In terms of incidence of dengue and death from it, the year 2023 may be the worst recorded so far, but this year's mosquito-borne disease has a new dimension. It is primarily because of the invasion of the twin enemies of dengue and chikungunya. But then the influenza or flu known in common parlance as viral fever has made the matter further complicated with certain strains of dengue completely eluding diagnosis and looking similar to seasonal fever. Common flu around this time has ever remained an annual health concern but never a serious one. This year's viral fever has been perilous with splitting headache accompanying it. The adverse impacts of this on a patient range from extreme physical weakness to wobbling feet and dislike for food. Even the physicians initially got confused about the type of vector-borne disease. For weeks patients suffer the trial and tribulation of the complications.
Bangladesh shows all the signs of sliding into the band of countries with the worst cases of dengue. Now that chikungunya has staged a comeback with 785 confirmed cases between January and July with the detection rate exceeding 30 per cent in some facilities, the unfolding scenario looks calamitous. It is because about more than 34,000 dengue cases have already been detected, according to the Directorate General of Health Services (DGHS) with 135 confirmed deaths by Sunday last. Hospitals are doing beyond their means with far greater number of such patients with the Dhaka Medical College squeezing three times more in-patients than it can accommodate. The prediction is even direr that in the next few weeks, the crisis would only turn worse, assuming the proportion of a mini-pandemic, if not a full-blown one.

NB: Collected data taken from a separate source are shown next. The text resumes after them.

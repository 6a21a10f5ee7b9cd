//! API error type and [`axum::response::IntoResponse`] implementation.

use axum::{
  Json,
  http::StatusCode,
  response::{IntoResponse, Response},
};
use meriadock_core::submit::SubmitError;
use serde_json::json;
use thiserror::Error;

/// An error returned by an API handler.
#[derive(Debug, Error)]
pub enum ApiError {
  /// A submission pipeline rejected or failed the request.
  #[error(transparent)]
  Submit(#[from] SubmitError),

  /// A plain store call (outside any pipeline) failed.
  #[error("store error: {0}")]
  Store(#[source] Box<dyn std::error::Error + Send + Sync>),
}

impl IntoResponse for ApiError {
  fn into_response(self) -> Response {
    match self {
      ApiError::Submit(err) => {
        let status = match &err {
          SubmitError::MissingField { .. }
          | SubmitError::InvalidField { .. } => StatusCode::BAD_REQUEST,
          SubmitError::FolioNotRegistered { .. }
          | SubmitError::ProgramNotResolved => StatusCode::NOT_FOUND,
          SubmitError::Remote(_) | SubmitError::PartialWrite { .. } => {
            StatusCode::INTERNAL_SERVER_ERROR
          }
        };
        if status.is_server_error() {
          // The operator gets the generic message; the cause, and any
          // orphaned row, go to the log.
          tracing::error!(kind = err.kind(), error = %err, "submission failed");
        }
        let mut body = json!({
          "kind":  err.kind(),
          "error": err.user_message(),
        });
        if let Some(field) = err.field() {
          body["field"] = json!(field);
        }
        (status, Json(body)).into_response()
      }
      ApiError::Store(e) => {
        tracing::error!(error = %e, "store call failed");
        (
          StatusCode::INTERNAL_SERVER_ERROR,
          Json(json!({ "error": "Something went wrong. Please try again." })),
        )
          .into_response()
      }
    }
  }
}
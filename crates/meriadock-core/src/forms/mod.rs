//! Typed form records for the intranet's entry pages.
//!
//! Every form is an explicit struct with named fields; required-field
//! checks are exhaustive over the struct, never driven by a key-value bag.
//! String fields hold the raw operator input. `validate()` checks presence
//! in page order, then parses the typed fields, and reports the first
//! problem found — nothing is written anywhere until it passes.

use chrono::NaiveDate;

use crate::submit::SubmitError;

pub mod beneficiary;
pub mod interaction;
pub mod program;

// ─── Submission flags ────────────────────────────────────────────────────────

/// Where a form is in its submission lifecycle.
#[derive(Debug, Clone, Default, PartialEq, Eq)]
pub enum FormStatus {
  #[default]
  Idle,
  Submitting,
  Succeeded,
  /// Holds the human-readable message shown to the operator.
  Failed(String),
}

/// What each form clears once a submission lands. Single-record pages clear
/// everything; the multi-entry pages keep their filter selection so the
/// operator can log the next record against the same program.
pub trait FormReset {
  fn reset_after_submit(&mut self);
}

/// A form bundled with its submission flags.
#[derive(Debug, Clone, Default)]
pub struct FormState<F> {
  pub form:   F,
  pub status: FormStatus,
}

impl<F: FormReset> FormState<F> {
  pub fn new(form: F) -> Self {
    Self { form, status: FormStatus::Idle }
  }

  pub fn begin_submit(&mut self) {
    self.status = FormStatus::Submitting;
  }

  /// A submission landed: apply the form's reset policy and flag success.
  pub fn succeed(&mut self) {
    self.form.reset_after_submit();
    self.status = FormStatus::Succeeded;
  }

  /// A submission failed: keep every field intact for correction.
  pub fn fail(&mut self, message: impl Into<String>) {
    self.status = FormStatus::Failed(message.into());
  }
}

// ─── Field helpers ───────────────────────────────────────────────────────────

/// Presence check: whitespace-only counts as empty.
pub(crate) fn require(
  field: &'static str,
  value: &str,
) -> Result<(), SubmitError> {
  if value.trim().is_empty() {
    Err(SubmitError::MissingField { field })
  } else {
    Ok(())
  }
}

/// An optional free-text field: blank collapses to `None`.
pub(crate) fn optional(value: &str) -> Option<String> {
  let trimmed = value.trim();
  if trimmed.is_empty() { None } else { Some(trimmed.to_string()) }
}

/// Parse an ISO `YYYY-MM-DD` date, as the date inputs submit it.
pub(crate) fn parse_date(
  field: &'static str,
  value: &str,
) -> Result<NaiveDate, SubmitError> {
  NaiveDate::parse_from_str(value.trim(), "%Y-%m-%d").map_err(|e| {
    SubmitError::InvalidField { field, reason: e.to_string() }
  })
}

/// Parse one of the fixed dropdown literals into its enum.
pub(crate) fn parse_literal<T>(
  field: &'static str,
  value: &str,
) -> Result<T, SubmitError>
where
  T: std::str::FromStr<Err = crate::Error>,
{
  value.trim().parse().map_err(|e: crate::Error| {
    SubmitError::InvalidField { field, reason: e.to_string() }
  })
}
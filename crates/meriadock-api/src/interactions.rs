//! Handler for `POST /interactions`.
//!
//! The row is attributed to the signed-in operator: the user id comes from
//! the request's [`SessionContext`] extension, never from the body.

use std::sync::Arc;

use axum::{
  Extension, Json, extract::State, http::StatusCode, response::IntoResponse,
};
use meriadock_core::{
  catalog::ProgramCatalog,
  forms::interaction::LogForm,
  session::SessionContext,
  store::IntranetStore,
  submit,
};

use crate::error::ApiError;

/// `POST /interactions` — body: [`LogForm`].
pub async fn create<S>(
  State(store): State<Arc<S>>,
  Extension(ctx): Extension<SessionContext>,
  Json(form): Json<LogForm>,
) -> Result<impl IntoResponse, ApiError>
where
  S: IntranetStore,
  S::Error: std::error::Error + Send + Sync + 'static,
{
  let catalog = ProgramCatalog::load(store.as_ref())
    .await
    .map_err(|e| ApiError::Store(Box::new(e)))?;
  let interaction =
    submit::log_interaction(store.as_ref(), &catalog, ctx.user.user_id, &form)
      .await?;
  Ok((StatusCode::CREATED, Json(interaction)))
}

It is against this backdrop, both the preventive and curative measures can decide how Bangladesh can manage the emergency facing it and then how can it devise a permanent solution to the problem. First, the emergency. Expansion of medical facilities including camps similar to those opened on emergency basis during the Covid-19 can avoid overcrowding in the existing hospitals. But at the same time, the worst affected areas or wards of different cities should be detected by teams dedicated to this purpose, which will destroy the breeding grounds of aedes larvae within that area systematically. Thus the next badly affected areas and so on should be dealt with either simultaneously if enough voluntary teams can be pooled, or according to priorities. Preferably, the campaign should be coordinated and simultaneous.
Here the media's suggestions for emulating Kolkata's extraordinary success in containing dengue has fallen on deaf ears. The authorities there have taken proactive, ward-based approach to eradicate threat of dengue. Mapping potential breeding sources like ponds and water tanks begins as early as January. Field worker, Rapid Action Teams and health officials perform their assigned duty under a coordinated and comprehensive programme leaving no scope for aedes or anopheles to breed. On detection of the isolated cases of dengue, the Rapid Action Team arrives at the patient's home and looks for any source within the radius of 50 homes before taking appropriate measures. This is no mystery that the authorities in Dhaka can fail to unravel. Notwithstanding the greater threat posed by the vector-borne disease, Kolkata's approach is likely to be an effective and sustainable deterrent to any such potential pandemic.